* **EXERCISE PROMPT**: After locating the line with "pub trait CollectionSource: Send" in the records below, print it and every line after it exactly.

-------- RECORDED INFORMATION --------

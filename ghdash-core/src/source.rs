//! Seams to the remote API
//!
//! The controller only knows these traits; `ghdash-github` provides the HTTP
//! implementation and tests provide scripted ones.

use async_trait::async_trait;

use crate::error::FetchResult;
use crate::kind::EntityKind;
use crate::model::{Item, User};

/// Paginated remote collection, already adapted per entity kind.
///
/// Pages are 1-based. An empty successful page signals exhaustion; it is not
/// an error.
#[async_trait]
pub trait CollectionSource: Send + Sync {
    async fn fetch_page(&self, kind: EntityKind, subject: &str, page: u32) -> FetchResult<Vec<Item>>;
}

/// Profile lookup used by the top-level search action
#[async_trait]
pub trait ProfileSource: Send + Sync {
    async fn fetch_user(&self, username: &str) -> FetchResult<User>;
}

#[async_trait]
impl<T: CollectionSource + ?Sized> CollectionSource for std::sync::Arc<T> {
    async fn fetch_page(&self, kind: EntityKind, subject: &str, page: u32) -> FetchResult<Vec<Item>> {
        (**self).fetch_page(kind, subject, page).await
    }
}

#[async_trait]
impl<T: ProfileSource + ?Sized> ProfileSource for std::sync::Arc<T> {
    async fn fetch_user(&self, username: &str) -> FetchResult<User> {
        (**self).fetch_user(username).await
    }
}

--------

* **RESPONSE**:
pub trait CollectionSource: Send + Sync {
    async fn fetch_page(&self, kind: EntityKind, subject: &str, page: u32) -> FetchResult<Vec<Item>>;
}

/// Profile lookup used by the top-level search action
#[async_trait]
pub trait ProfileSource: Send + Sync {
    async fn fetch_user(&self, username: &str) -> FetchResult<User>;
}

#[async_trait]
impl<T: CollectionSource + ?Sized> CollectionSource for std::sync::Arc<T> {
    async fn fetch_page(&self, kind: EntityKind, subject: &str, page: u32) -> FetchResult<Vec<Item>> {
        (**self).fetch_page(kind, subject, page).await
    }
}

#[async_trait]
impl<T: ProfileSource + ?Sized> ProfileSource for std::sync::Arc<T> {
    async fn fetch_user(&self, username: &str) -> FetchResult<User> {
        (**self).fetch_user(username).await
    }
}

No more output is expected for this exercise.